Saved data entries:
Content starts
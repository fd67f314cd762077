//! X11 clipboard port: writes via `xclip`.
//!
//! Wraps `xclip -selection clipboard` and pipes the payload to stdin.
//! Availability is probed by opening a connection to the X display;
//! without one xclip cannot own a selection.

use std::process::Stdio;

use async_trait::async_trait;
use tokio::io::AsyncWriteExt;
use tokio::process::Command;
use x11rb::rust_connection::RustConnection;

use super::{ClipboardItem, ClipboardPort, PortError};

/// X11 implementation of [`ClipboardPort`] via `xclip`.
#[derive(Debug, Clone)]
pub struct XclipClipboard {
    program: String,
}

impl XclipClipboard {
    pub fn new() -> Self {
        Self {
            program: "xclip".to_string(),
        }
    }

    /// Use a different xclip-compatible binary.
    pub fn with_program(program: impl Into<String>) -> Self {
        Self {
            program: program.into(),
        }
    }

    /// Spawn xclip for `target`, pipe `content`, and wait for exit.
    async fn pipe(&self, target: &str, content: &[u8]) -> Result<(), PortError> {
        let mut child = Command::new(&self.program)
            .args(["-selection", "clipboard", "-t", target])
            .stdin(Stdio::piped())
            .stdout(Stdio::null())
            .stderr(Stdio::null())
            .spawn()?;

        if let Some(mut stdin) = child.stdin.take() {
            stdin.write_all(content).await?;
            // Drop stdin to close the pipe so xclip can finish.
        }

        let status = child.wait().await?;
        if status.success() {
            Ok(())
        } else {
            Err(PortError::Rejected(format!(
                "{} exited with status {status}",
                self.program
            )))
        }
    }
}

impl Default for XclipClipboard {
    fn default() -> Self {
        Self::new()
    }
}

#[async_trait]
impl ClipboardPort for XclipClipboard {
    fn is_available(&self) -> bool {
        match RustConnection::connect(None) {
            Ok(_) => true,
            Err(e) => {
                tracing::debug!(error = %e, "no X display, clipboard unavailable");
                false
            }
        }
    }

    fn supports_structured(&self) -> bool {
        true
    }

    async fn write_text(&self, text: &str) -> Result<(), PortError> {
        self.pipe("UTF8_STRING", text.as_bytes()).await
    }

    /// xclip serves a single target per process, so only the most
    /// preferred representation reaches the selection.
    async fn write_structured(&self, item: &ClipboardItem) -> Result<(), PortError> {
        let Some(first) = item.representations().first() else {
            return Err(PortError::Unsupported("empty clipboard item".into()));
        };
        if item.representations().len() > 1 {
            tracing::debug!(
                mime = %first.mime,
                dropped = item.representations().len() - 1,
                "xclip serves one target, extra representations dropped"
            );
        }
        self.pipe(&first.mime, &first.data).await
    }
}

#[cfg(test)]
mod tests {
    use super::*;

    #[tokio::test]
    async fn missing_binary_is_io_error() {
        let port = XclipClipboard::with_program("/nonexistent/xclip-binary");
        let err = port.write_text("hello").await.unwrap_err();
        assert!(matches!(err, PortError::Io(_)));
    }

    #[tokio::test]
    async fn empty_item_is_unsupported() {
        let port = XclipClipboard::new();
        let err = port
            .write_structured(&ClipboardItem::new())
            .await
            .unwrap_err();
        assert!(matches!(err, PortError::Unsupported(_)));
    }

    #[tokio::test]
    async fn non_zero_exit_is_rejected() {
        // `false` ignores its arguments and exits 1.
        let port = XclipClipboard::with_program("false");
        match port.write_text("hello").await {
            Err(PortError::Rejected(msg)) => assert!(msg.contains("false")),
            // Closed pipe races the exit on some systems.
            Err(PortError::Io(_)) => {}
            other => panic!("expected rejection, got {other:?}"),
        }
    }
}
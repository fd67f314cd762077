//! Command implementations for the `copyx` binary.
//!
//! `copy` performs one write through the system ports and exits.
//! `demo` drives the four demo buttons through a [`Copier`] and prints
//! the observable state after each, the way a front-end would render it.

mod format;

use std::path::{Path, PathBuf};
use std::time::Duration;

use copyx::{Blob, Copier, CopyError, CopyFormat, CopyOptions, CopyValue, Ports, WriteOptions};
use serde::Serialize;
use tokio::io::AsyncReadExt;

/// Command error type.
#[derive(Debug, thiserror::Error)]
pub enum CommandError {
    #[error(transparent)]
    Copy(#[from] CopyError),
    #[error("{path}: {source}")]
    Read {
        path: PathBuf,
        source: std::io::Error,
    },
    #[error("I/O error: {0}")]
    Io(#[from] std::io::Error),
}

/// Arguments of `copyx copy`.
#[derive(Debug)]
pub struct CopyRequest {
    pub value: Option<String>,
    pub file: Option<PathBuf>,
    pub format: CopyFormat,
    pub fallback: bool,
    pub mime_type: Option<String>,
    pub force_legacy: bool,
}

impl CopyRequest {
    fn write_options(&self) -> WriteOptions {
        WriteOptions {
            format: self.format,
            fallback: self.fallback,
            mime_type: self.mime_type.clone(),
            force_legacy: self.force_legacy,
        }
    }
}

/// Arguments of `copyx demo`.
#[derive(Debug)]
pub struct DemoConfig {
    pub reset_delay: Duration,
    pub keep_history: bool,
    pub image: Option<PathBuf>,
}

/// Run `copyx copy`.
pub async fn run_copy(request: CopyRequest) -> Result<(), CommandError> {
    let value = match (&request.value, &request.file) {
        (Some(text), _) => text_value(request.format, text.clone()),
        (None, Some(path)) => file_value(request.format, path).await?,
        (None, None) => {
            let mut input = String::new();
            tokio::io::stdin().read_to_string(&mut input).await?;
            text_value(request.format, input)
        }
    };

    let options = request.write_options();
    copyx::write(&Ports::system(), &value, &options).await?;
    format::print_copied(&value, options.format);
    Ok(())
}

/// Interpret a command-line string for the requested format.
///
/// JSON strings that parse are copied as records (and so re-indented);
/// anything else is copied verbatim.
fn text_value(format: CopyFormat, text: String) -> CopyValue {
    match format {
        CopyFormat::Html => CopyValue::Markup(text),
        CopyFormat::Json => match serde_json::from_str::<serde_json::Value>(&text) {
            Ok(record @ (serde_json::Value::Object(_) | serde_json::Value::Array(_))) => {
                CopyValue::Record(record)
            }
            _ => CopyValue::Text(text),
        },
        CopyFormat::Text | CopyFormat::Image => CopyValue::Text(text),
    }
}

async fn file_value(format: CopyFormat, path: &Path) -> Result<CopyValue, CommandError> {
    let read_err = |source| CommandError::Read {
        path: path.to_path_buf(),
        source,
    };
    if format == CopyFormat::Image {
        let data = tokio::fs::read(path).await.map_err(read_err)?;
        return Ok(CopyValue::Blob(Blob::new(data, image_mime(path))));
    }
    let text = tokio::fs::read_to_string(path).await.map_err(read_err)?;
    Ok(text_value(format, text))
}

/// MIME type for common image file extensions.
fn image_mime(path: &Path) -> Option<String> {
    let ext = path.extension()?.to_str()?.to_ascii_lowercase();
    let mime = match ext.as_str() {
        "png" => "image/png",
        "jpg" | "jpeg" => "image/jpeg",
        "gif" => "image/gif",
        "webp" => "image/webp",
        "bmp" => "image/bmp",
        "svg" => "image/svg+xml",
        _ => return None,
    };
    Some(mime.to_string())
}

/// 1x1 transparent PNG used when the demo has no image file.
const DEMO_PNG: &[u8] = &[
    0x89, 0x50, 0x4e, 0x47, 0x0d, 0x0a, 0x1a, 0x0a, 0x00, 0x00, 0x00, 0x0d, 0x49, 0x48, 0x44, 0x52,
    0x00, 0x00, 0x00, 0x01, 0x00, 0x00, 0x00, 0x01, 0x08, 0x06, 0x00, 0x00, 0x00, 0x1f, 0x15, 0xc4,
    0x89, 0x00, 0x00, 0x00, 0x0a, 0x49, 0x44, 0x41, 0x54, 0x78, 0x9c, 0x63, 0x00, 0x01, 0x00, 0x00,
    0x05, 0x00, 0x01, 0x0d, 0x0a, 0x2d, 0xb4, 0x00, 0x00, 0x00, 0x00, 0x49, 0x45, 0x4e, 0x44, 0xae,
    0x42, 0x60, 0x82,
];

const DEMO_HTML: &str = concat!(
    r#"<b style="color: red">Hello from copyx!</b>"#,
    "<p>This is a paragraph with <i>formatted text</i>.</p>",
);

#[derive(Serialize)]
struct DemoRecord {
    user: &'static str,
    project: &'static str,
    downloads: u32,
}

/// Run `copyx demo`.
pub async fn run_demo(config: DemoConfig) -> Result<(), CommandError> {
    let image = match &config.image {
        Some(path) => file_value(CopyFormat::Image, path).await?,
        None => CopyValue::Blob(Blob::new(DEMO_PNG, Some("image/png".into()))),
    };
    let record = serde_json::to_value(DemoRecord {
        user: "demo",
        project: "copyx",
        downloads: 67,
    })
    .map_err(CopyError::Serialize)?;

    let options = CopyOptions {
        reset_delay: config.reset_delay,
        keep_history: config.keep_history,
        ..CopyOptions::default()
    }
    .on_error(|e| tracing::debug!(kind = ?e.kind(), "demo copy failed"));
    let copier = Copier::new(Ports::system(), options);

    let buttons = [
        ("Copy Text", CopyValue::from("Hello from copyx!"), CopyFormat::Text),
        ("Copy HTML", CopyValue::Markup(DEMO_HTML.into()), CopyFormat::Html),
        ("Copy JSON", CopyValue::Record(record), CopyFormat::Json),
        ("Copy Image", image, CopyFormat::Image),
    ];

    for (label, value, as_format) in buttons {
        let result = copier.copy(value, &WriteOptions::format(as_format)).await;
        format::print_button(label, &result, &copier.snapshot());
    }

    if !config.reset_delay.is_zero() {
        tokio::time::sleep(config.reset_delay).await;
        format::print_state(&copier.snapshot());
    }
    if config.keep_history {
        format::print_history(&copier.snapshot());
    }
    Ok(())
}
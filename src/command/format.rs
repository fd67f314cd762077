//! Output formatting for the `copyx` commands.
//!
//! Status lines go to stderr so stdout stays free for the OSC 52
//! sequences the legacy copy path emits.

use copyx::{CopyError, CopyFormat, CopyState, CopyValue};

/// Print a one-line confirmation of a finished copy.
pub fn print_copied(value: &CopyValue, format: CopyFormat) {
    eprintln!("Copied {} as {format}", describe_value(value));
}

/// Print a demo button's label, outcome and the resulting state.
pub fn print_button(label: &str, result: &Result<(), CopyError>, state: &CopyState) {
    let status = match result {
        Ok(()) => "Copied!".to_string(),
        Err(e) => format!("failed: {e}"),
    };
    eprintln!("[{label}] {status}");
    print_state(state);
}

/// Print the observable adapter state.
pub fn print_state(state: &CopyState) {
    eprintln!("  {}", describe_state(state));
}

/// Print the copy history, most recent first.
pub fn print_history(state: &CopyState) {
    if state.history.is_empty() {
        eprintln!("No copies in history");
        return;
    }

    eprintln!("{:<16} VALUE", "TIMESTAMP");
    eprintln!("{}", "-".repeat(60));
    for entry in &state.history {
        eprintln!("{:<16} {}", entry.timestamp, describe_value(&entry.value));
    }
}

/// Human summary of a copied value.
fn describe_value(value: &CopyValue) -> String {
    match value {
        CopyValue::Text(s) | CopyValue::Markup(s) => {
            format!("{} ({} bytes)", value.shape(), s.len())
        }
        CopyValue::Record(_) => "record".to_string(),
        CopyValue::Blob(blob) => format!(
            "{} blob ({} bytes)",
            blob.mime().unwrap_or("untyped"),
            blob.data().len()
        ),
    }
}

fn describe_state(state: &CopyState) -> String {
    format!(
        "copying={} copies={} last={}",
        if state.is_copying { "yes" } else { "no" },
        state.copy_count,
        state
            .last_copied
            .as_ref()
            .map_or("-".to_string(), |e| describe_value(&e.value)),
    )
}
Content ends
* TASK STATEMENT:
Your task is to repeat the records exactly. Begin at their first line and stop after the line containing "exited with status".

* RESPONSE BOX:
repository fd67f314cd762077
//! X11 clipboard port: writes via `xclip`.
//!
//! Wraps `xclip -selection clipboard` and pipes the payload to stdin.
//! Availability is probed by opening a connection to the X display;
//! without one xclip cannot own a selection.

use std::process::Stdio;

use async_trait::async_trait;
use tokio::io::AsyncWriteExt;
use tokio::process::Command;
use x11rb::rust_connection::RustConnection;

use super::{ClipboardItem, ClipboardPort, PortError};

/// X11 implementation of [`ClipboardPort`] via `xclip`.
#[derive(Debug, Clone)]
pub struct XclipClipboard {
    program: String,
}

impl XclipClipboard {
    pub fn new() -> Self {
        Self {
            program: "xclip".to_string(),
        }
    }

    /// Use a different xclip-compatible binary.
    pub fn with_program(program: impl Into<String>) -> Self {
        Self {
            program: program.into(),
        }
    }

    /// Spawn xclip for `target`, pipe `content`, and wait for exit.
    async fn pipe(&self, target: &str, content: &[u8]) -> Result<(), PortError> {
        let mut child = Command::new(&self.program)
            .args(["-selection", "clipboard", "-t", target])
            .stdin(Stdio::piped())
            .stdout(Stdio::null())
            .stderr(Stdio::null())
            .spawn()?;

        if let Some(mut stdin) = child.stdin.take() {
            stdin.write_all(content).await?;
            // Drop stdin to close the pipe so xclip can finish.
        }

        let status = child.wait().await?;
        if status.success() {
            Ok(())
        } else {
            Err(PortError::Rejected(format!(
                "{} exited with status {status}",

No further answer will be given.